:: Dataset excerpts

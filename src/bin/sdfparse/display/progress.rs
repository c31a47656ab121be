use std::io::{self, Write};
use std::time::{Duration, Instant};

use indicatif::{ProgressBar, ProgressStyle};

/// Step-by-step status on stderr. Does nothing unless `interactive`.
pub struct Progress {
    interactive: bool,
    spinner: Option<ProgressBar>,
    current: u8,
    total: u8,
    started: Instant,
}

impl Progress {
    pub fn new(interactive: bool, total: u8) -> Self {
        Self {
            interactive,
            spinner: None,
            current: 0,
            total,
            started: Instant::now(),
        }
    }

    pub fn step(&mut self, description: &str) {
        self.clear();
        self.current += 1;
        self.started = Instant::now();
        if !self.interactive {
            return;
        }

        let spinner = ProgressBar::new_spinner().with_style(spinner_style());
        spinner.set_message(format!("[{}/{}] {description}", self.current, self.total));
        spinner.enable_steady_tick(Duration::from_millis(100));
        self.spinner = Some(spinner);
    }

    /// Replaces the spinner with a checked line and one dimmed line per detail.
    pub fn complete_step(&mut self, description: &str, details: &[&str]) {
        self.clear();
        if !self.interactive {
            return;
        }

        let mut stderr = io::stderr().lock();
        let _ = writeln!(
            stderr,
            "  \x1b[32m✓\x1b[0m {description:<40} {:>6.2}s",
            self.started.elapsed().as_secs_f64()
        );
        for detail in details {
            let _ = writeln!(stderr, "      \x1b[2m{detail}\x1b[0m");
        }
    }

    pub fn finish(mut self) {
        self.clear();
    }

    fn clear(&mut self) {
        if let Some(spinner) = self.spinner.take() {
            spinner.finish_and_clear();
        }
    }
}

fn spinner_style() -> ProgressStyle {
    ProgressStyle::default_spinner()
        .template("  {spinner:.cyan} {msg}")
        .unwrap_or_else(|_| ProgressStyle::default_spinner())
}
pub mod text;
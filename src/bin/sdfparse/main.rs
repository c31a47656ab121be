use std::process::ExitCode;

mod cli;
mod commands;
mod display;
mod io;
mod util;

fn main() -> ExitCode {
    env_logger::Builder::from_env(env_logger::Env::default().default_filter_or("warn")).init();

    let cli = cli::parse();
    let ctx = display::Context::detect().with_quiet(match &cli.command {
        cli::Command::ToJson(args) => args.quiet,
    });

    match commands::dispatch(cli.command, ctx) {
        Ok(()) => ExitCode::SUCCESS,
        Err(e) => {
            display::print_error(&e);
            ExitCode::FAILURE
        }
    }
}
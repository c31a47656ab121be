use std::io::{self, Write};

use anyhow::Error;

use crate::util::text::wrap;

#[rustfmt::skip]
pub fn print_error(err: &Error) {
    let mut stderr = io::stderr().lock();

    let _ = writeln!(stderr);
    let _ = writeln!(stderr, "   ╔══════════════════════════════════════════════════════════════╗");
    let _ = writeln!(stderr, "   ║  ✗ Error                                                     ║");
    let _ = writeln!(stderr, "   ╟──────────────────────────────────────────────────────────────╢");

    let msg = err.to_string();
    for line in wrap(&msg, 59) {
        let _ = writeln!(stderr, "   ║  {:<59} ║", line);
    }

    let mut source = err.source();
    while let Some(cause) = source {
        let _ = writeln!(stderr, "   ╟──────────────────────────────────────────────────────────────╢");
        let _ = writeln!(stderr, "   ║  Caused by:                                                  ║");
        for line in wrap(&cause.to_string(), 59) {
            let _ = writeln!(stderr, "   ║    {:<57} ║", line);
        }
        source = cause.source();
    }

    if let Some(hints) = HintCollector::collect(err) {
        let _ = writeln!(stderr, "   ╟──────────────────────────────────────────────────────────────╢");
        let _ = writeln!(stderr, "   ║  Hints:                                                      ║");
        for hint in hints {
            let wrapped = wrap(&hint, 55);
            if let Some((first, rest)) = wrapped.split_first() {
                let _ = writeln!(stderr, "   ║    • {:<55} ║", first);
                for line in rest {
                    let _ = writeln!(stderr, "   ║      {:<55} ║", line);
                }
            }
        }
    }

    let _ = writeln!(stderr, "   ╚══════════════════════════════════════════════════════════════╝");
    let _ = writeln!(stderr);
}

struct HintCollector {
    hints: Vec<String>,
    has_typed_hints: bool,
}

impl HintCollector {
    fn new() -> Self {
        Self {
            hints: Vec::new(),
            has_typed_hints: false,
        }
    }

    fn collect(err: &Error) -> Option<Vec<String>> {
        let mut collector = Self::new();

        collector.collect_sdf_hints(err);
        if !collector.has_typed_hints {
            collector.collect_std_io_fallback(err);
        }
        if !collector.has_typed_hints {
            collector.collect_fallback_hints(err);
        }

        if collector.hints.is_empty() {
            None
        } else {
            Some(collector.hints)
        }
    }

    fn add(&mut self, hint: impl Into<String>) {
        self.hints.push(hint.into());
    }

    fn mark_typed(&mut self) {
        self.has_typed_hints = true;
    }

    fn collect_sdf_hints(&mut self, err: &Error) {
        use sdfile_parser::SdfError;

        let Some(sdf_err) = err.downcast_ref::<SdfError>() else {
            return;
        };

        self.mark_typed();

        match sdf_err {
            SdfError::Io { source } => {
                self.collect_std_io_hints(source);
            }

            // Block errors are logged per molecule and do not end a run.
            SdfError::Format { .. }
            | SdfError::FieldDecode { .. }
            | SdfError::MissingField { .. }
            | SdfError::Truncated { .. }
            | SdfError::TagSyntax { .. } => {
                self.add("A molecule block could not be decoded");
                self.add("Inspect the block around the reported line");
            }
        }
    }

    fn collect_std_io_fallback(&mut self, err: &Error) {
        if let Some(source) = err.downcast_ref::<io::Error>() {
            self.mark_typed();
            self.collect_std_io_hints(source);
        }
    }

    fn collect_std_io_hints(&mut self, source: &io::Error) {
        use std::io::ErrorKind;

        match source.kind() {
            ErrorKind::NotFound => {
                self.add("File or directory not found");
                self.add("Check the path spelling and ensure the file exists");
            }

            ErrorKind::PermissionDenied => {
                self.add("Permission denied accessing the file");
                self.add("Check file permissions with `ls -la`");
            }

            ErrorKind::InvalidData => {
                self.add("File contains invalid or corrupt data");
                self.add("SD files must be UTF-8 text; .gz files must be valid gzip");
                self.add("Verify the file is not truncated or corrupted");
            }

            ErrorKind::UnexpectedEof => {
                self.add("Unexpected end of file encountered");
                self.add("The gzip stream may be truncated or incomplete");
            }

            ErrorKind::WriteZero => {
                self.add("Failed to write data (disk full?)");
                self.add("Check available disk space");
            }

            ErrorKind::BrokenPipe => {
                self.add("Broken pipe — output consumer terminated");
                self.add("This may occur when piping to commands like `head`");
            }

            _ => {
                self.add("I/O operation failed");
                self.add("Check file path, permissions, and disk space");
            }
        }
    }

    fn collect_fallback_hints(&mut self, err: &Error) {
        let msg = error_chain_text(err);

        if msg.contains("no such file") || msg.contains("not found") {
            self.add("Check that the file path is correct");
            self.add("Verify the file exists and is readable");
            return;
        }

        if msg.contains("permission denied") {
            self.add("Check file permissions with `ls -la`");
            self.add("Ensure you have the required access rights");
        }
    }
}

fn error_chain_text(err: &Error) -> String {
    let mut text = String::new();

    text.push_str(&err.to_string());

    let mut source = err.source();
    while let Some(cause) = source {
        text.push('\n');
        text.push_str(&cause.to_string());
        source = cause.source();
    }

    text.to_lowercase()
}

::::
:: Dataset excerpts

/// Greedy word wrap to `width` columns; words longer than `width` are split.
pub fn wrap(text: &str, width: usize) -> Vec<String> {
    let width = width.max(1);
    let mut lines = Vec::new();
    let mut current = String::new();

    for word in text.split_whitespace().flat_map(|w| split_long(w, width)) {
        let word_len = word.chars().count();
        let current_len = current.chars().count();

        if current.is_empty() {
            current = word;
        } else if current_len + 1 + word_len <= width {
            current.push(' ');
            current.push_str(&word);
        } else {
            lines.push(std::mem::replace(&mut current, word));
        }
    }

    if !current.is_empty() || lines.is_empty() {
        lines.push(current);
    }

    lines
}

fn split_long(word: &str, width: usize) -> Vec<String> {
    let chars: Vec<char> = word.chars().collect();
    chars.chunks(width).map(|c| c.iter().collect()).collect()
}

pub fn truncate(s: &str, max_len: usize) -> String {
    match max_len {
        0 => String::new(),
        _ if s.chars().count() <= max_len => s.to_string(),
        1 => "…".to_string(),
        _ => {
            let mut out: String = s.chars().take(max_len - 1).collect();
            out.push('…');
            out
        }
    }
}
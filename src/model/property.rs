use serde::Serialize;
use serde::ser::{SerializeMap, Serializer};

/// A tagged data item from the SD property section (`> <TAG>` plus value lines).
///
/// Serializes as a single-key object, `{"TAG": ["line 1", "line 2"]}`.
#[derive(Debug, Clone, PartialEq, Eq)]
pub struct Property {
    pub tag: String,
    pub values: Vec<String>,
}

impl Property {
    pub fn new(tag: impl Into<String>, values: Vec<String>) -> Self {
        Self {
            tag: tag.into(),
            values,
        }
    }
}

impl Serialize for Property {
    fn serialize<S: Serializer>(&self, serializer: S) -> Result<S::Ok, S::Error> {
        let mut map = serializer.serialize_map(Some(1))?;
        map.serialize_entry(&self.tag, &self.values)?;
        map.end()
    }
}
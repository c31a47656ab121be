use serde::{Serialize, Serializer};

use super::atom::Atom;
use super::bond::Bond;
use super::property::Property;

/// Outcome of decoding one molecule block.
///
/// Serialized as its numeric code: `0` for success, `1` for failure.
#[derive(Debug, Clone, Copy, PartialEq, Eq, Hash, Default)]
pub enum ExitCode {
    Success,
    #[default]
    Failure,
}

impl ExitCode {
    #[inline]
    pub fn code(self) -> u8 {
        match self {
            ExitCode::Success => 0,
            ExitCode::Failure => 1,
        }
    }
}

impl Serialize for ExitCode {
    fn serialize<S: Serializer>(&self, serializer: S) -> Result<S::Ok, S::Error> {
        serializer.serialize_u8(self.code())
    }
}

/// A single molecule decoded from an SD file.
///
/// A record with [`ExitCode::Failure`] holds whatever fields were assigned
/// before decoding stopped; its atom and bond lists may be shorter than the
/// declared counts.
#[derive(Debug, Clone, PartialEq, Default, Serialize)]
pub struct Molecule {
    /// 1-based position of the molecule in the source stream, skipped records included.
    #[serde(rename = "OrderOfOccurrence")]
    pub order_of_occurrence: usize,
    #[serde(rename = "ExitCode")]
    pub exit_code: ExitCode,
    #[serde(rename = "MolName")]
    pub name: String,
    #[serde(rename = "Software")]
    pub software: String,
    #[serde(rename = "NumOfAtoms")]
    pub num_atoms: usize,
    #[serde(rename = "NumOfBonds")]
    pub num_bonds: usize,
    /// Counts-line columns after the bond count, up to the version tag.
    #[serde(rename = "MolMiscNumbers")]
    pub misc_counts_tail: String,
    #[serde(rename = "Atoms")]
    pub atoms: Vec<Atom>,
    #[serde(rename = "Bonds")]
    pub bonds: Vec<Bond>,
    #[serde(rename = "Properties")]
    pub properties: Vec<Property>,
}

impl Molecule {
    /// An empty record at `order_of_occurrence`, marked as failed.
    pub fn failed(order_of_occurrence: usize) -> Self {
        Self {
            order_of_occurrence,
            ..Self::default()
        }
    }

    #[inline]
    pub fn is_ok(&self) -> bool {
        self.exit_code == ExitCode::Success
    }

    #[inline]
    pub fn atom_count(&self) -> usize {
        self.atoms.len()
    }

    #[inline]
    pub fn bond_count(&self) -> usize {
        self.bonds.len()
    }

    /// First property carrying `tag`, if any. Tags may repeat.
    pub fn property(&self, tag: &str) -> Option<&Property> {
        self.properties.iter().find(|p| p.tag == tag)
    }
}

::::

**Task prompt:**
Read the entries above, then pull out the lines that include "filename".

**Written solution:**
filename src/bin/sdfparse/display/progress.rs
filename src/bin/sdfparse/main.rs
filename src/model/property.rs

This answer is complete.